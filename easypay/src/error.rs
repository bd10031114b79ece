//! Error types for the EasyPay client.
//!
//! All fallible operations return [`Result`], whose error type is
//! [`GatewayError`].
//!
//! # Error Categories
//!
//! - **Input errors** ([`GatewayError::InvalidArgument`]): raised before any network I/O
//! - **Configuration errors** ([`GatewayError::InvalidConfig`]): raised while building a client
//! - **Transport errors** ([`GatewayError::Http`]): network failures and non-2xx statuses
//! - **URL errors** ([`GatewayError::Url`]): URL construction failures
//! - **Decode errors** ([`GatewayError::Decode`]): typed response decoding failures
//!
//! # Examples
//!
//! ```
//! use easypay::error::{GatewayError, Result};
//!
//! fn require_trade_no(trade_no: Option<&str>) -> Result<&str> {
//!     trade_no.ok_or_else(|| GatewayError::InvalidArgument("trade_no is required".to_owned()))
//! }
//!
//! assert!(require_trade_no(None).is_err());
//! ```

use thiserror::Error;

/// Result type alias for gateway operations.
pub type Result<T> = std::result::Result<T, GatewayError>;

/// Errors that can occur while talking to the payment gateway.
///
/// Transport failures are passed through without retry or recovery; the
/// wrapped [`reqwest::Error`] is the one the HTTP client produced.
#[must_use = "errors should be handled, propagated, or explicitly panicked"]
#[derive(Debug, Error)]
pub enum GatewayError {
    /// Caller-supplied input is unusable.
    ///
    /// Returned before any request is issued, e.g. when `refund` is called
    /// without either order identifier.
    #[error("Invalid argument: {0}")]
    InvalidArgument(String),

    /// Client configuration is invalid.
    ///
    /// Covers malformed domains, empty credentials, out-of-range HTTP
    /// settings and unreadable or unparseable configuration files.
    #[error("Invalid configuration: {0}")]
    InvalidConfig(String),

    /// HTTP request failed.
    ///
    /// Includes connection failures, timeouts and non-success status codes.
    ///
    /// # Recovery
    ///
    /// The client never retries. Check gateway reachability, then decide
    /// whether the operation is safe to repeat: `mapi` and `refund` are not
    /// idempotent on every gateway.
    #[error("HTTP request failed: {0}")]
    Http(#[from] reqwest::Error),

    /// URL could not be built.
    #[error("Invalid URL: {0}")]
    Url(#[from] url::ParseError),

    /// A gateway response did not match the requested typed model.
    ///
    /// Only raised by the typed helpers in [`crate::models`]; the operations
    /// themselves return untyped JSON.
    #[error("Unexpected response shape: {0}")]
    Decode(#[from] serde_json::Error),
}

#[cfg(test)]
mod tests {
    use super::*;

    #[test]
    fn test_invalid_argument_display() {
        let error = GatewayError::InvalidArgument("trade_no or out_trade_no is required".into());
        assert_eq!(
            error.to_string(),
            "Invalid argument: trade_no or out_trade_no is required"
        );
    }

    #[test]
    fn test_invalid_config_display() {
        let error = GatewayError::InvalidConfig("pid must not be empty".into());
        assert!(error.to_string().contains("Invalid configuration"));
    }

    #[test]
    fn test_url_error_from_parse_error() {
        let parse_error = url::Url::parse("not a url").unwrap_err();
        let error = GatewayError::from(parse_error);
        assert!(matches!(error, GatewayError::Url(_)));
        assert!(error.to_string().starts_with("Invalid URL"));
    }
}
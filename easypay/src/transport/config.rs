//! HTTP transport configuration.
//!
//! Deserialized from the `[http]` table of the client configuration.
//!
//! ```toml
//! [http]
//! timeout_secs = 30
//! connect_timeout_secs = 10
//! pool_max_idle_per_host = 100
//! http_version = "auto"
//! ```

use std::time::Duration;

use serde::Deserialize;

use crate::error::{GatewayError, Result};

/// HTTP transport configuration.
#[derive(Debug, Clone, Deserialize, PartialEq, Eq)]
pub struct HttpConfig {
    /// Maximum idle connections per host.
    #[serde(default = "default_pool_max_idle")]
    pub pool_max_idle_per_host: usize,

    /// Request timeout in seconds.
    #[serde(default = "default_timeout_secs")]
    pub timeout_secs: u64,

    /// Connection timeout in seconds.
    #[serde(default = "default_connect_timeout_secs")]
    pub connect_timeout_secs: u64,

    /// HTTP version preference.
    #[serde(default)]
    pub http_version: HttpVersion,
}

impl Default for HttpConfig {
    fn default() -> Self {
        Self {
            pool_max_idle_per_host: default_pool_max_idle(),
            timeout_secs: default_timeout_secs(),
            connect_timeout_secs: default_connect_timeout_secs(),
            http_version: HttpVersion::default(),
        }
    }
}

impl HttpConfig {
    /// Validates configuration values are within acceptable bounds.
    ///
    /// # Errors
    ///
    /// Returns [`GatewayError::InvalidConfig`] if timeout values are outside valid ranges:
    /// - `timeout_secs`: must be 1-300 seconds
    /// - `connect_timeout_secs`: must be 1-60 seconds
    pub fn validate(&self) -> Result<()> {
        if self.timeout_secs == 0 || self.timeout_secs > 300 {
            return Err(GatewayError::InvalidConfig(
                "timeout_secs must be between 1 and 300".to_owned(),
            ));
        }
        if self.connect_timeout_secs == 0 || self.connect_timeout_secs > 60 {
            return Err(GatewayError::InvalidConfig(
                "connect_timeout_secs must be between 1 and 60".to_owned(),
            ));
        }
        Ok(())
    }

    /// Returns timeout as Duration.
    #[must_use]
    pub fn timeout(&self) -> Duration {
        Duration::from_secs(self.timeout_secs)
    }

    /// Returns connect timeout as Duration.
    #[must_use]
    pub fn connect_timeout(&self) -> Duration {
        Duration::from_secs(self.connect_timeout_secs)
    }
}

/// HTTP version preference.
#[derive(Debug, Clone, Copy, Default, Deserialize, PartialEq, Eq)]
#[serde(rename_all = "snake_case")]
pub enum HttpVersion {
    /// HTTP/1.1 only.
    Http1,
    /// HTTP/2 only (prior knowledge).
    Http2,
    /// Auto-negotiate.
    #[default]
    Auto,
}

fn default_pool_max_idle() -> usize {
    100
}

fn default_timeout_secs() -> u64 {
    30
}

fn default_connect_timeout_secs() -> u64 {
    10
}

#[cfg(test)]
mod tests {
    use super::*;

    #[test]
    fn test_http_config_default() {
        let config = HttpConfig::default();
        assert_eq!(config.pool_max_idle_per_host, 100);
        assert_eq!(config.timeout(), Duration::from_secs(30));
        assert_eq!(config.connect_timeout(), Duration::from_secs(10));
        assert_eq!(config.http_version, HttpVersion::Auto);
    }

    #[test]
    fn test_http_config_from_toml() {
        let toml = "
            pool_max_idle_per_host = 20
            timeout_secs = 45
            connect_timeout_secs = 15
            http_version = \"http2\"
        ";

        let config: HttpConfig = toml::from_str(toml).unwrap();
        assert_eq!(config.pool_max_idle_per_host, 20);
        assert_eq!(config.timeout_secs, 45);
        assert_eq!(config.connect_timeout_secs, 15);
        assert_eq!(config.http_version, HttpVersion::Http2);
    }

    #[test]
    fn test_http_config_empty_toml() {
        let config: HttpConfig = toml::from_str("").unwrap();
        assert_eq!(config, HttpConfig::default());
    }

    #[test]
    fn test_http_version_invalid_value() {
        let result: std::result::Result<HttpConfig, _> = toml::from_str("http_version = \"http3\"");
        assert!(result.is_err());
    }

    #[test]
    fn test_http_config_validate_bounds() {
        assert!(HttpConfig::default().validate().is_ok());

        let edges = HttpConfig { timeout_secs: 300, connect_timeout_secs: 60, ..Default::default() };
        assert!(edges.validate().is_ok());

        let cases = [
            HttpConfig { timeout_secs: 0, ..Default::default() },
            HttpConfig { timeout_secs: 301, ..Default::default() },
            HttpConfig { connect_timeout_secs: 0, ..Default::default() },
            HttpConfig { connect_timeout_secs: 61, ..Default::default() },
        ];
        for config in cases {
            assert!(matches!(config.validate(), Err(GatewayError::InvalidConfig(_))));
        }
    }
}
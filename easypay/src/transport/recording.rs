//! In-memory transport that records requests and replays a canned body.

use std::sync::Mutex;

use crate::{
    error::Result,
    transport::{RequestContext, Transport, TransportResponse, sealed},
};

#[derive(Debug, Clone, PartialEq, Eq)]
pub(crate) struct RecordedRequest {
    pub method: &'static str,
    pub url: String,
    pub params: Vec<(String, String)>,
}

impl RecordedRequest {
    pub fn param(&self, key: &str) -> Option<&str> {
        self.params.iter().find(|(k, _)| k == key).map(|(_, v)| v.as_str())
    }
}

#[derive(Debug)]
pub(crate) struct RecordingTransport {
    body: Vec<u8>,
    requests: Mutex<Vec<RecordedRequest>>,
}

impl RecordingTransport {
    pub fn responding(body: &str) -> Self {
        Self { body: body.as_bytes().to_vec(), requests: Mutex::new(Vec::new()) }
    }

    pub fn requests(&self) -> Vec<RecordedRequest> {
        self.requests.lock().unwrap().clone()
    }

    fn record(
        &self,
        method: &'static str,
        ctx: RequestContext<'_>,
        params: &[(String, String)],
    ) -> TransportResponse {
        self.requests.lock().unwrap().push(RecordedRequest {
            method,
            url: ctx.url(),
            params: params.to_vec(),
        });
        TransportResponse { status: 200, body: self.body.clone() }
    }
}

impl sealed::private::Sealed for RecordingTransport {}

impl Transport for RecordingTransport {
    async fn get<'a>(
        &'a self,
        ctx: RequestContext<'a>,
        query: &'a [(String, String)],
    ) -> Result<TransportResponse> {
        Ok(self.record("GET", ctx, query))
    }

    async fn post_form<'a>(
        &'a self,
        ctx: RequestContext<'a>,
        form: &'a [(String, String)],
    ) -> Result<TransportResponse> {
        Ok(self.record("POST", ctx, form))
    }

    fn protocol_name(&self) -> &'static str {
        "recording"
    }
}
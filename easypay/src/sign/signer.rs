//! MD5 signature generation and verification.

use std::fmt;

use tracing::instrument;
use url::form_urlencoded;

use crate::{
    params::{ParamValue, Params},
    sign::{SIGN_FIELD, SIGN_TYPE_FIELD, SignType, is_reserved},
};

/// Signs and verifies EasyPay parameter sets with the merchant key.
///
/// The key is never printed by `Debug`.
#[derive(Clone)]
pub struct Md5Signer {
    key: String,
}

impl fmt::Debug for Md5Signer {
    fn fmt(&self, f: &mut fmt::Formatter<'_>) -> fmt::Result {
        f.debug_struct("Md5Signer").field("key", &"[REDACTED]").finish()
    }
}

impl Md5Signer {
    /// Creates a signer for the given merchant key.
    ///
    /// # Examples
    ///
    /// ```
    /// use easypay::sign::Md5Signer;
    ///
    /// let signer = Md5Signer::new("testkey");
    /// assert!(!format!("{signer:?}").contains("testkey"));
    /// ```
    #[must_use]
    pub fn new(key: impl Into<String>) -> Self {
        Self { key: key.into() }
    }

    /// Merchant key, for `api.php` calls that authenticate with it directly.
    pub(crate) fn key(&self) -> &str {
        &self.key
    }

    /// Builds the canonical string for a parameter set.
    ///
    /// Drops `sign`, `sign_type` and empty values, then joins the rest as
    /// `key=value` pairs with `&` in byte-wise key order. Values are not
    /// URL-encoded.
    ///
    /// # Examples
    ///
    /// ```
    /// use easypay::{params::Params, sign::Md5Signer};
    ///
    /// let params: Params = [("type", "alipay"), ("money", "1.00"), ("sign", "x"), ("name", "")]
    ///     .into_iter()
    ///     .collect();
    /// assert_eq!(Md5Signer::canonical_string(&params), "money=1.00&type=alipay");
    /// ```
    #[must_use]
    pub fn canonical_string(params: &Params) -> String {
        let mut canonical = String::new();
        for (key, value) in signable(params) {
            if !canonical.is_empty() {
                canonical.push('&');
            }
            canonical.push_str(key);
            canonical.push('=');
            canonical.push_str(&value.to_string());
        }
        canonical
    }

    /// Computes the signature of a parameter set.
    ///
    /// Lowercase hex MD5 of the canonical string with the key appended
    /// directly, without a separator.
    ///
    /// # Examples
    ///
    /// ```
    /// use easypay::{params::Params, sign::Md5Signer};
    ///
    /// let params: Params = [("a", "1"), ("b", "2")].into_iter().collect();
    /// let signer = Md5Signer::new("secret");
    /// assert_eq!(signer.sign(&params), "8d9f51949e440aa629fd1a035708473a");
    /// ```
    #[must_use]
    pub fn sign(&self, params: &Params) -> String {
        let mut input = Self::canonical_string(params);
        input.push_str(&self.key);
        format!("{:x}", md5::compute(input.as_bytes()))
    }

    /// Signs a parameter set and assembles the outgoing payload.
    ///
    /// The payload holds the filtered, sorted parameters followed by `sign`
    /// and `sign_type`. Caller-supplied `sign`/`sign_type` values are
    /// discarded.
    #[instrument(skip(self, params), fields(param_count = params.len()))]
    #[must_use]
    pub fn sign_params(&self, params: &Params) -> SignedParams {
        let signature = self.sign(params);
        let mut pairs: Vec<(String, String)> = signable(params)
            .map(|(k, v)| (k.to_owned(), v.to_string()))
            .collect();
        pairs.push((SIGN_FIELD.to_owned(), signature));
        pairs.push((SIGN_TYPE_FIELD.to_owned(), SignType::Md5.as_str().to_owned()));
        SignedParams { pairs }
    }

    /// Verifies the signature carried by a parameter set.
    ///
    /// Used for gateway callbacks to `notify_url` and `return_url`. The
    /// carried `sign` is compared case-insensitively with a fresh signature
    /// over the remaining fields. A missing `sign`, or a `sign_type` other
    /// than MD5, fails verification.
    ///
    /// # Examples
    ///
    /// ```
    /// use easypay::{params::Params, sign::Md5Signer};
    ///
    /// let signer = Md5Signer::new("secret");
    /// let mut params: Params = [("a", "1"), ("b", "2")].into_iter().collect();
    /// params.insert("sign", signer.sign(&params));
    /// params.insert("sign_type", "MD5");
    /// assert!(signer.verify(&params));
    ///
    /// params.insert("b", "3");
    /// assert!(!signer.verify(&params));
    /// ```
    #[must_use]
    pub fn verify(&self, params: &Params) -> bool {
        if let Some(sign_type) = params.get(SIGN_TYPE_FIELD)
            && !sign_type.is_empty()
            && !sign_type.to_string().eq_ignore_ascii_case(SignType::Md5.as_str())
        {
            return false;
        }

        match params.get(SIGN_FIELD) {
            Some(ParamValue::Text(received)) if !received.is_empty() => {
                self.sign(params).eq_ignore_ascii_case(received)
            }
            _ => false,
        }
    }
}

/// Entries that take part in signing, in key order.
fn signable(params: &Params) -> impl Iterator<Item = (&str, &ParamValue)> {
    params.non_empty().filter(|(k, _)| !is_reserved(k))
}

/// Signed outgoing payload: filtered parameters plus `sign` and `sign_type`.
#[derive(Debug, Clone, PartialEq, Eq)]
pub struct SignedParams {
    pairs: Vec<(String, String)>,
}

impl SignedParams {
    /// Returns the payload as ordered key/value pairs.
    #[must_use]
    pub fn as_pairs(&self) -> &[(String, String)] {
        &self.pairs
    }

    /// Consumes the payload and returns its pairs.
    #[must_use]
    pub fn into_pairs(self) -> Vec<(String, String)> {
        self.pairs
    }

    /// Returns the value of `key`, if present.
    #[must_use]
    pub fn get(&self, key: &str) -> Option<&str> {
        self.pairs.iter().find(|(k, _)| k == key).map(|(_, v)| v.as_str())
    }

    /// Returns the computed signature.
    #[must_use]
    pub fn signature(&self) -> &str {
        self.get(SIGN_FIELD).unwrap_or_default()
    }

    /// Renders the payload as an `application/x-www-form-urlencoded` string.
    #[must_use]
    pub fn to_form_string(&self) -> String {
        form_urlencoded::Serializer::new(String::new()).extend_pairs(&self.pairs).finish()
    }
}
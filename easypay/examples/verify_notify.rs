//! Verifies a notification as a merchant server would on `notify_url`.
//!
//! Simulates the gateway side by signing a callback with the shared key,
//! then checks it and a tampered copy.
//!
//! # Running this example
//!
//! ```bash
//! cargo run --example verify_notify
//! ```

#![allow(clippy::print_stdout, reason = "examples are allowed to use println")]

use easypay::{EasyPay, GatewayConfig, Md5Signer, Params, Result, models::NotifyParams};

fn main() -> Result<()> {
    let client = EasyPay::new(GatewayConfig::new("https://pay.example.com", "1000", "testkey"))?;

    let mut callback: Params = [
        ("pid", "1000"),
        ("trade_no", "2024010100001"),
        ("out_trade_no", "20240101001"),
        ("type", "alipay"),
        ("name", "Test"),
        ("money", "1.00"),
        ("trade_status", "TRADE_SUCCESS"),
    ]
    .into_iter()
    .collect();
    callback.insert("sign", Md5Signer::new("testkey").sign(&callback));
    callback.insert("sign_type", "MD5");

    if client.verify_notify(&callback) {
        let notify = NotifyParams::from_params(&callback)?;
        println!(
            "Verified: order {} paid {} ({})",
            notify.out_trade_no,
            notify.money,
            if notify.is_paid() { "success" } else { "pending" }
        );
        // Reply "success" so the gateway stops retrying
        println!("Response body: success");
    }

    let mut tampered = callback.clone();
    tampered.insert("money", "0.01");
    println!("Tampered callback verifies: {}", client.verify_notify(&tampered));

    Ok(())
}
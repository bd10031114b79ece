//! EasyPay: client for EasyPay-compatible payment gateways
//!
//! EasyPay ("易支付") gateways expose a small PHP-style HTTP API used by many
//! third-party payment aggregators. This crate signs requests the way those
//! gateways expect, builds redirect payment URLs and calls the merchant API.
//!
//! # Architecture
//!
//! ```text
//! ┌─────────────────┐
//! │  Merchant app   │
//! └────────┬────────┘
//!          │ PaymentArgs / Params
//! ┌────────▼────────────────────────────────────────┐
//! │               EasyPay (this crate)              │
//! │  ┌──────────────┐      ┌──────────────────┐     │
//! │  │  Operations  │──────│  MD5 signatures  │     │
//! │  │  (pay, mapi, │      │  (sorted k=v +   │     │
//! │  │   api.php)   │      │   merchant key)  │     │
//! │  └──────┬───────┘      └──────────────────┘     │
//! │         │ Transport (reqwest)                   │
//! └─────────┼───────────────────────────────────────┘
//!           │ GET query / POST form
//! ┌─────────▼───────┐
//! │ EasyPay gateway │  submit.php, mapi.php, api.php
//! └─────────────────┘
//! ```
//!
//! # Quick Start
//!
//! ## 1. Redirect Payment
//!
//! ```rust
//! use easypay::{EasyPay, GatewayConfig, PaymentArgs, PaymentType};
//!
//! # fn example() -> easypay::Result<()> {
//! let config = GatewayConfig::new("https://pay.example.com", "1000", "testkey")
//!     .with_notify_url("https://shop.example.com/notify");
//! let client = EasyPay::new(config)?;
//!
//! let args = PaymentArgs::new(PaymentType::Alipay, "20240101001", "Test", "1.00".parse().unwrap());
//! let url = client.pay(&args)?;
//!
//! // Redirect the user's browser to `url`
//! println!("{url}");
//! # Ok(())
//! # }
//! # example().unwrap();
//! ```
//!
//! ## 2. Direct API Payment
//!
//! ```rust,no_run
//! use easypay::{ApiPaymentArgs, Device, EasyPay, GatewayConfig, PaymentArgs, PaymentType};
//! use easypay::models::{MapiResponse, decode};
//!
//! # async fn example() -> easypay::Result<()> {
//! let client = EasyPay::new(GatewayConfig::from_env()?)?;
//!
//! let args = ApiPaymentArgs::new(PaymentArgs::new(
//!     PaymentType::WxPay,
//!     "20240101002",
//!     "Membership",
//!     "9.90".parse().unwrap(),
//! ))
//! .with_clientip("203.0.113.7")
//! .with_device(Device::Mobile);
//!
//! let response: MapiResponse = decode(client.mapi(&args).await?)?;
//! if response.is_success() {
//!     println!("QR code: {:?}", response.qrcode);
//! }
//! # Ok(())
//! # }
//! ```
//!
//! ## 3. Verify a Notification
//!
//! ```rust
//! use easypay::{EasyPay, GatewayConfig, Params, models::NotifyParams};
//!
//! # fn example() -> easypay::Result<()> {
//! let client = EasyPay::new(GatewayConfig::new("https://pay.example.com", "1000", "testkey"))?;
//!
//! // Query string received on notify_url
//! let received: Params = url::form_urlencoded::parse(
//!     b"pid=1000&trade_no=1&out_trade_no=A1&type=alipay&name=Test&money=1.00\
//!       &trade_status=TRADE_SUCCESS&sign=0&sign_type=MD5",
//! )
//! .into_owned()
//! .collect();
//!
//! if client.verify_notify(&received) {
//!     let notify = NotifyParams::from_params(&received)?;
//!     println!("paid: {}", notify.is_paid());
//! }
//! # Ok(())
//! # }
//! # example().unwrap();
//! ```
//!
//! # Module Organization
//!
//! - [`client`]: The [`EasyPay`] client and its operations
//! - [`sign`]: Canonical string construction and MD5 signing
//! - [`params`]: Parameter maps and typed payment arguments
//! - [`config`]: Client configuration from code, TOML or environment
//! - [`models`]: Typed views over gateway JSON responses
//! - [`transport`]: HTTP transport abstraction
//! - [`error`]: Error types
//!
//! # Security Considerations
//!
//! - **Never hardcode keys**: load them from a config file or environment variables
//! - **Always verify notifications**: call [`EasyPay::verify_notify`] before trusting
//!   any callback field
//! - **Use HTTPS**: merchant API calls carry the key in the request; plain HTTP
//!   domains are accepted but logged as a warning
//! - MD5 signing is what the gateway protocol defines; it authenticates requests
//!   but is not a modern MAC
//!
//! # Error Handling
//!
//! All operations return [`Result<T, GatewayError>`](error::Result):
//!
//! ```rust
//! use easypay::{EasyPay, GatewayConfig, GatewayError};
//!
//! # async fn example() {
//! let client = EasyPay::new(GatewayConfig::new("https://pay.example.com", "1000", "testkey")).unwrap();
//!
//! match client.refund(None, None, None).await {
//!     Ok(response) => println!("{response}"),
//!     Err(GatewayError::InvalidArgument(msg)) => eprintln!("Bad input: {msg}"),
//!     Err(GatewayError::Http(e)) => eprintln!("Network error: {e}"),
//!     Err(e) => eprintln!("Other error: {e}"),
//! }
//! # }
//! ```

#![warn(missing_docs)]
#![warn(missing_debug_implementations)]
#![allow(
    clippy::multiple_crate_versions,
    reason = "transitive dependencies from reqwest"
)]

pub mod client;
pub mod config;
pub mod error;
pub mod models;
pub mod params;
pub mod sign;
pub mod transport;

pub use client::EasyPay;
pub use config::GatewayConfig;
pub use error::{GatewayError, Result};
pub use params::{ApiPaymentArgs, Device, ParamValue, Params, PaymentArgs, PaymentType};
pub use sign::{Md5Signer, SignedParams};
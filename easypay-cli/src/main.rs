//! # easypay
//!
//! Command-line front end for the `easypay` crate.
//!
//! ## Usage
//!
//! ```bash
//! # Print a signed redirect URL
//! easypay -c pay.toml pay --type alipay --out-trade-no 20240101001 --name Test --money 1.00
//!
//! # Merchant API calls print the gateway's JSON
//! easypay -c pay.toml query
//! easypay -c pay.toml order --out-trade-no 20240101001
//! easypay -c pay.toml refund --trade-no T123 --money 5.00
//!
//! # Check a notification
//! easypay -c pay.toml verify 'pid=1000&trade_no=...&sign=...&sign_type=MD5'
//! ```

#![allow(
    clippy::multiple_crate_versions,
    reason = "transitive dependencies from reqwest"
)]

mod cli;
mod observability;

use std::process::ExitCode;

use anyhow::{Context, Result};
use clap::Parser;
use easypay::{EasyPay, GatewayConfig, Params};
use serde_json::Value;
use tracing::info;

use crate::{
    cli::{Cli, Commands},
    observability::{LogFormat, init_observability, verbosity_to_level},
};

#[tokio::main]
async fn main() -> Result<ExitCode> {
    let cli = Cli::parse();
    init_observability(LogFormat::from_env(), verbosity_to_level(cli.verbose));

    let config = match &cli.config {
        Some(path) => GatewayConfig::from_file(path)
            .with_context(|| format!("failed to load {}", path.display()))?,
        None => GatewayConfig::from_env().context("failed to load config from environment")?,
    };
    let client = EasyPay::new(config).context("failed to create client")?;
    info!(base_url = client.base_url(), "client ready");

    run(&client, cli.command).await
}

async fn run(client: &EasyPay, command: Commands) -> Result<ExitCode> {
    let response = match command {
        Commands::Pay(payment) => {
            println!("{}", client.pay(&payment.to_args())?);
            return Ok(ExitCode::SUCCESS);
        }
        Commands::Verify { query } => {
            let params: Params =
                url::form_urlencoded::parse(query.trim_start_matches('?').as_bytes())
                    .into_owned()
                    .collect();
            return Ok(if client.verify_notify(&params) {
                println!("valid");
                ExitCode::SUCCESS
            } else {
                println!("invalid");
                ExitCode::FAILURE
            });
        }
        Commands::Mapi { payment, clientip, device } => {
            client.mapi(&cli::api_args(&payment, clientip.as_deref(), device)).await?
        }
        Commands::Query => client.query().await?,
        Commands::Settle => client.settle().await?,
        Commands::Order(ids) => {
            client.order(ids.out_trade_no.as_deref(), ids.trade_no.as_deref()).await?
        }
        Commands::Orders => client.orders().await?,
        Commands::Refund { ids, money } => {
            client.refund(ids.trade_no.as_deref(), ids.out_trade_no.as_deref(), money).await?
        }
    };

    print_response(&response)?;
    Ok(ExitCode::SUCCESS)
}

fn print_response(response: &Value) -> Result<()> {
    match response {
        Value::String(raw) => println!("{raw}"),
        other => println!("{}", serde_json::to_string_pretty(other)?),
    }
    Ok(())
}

- WORK INSTRUCTIONS
Going down from the first line of the entries above, restate each line word for word until the line holding "or recovery; the" is done.

- EXERCISE RESULT
filename easypay/src/error.rs
repository bd10031114b79ece
//! Error types for the EasyPay client.
//!
//! All fallible operations return [`Result`], whose error type is
//! [`GatewayError`].
//!
//! # Error Categories
//!
//! - **Input errors** ([`GatewayError::InvalidArgument`]): raised before any network I/O
//! - **Configuration errors** ([`GatewayError::InvalidConfig`]): raised while building a client
//! - **Transport errors** ([`GatewayError::Http`]): network failures and non-2xx statuses
//! - **URL errors** ([`GatewayError::Url`]): URL construction failures
//! - **Decode errors** ([`GatewayError::Decode`]): typed response decoding failures
//!
//! # Examples
//!
//! ```
//! use easypay::error::{GatewayError, Result};
//!
//! fn require_trade_no(trade_no: Option<&str>) -> Result<&str> {
//!     trade_no.ok_or_else(|| GatewayError::InvalidArgument("trade_no is required".to_owned()))
//! }
//!
//! assert!(require_trade_no(None).is_err());
//! ```

use thiserror::Error;

/// Result type alias for gateway operations.
pub type Result<T> = std::result::Result<T, GatewayError>;

/// Errors that can occur while talking to the payment gateway.
///
/// Transport failures are passed through without retry or recovery; the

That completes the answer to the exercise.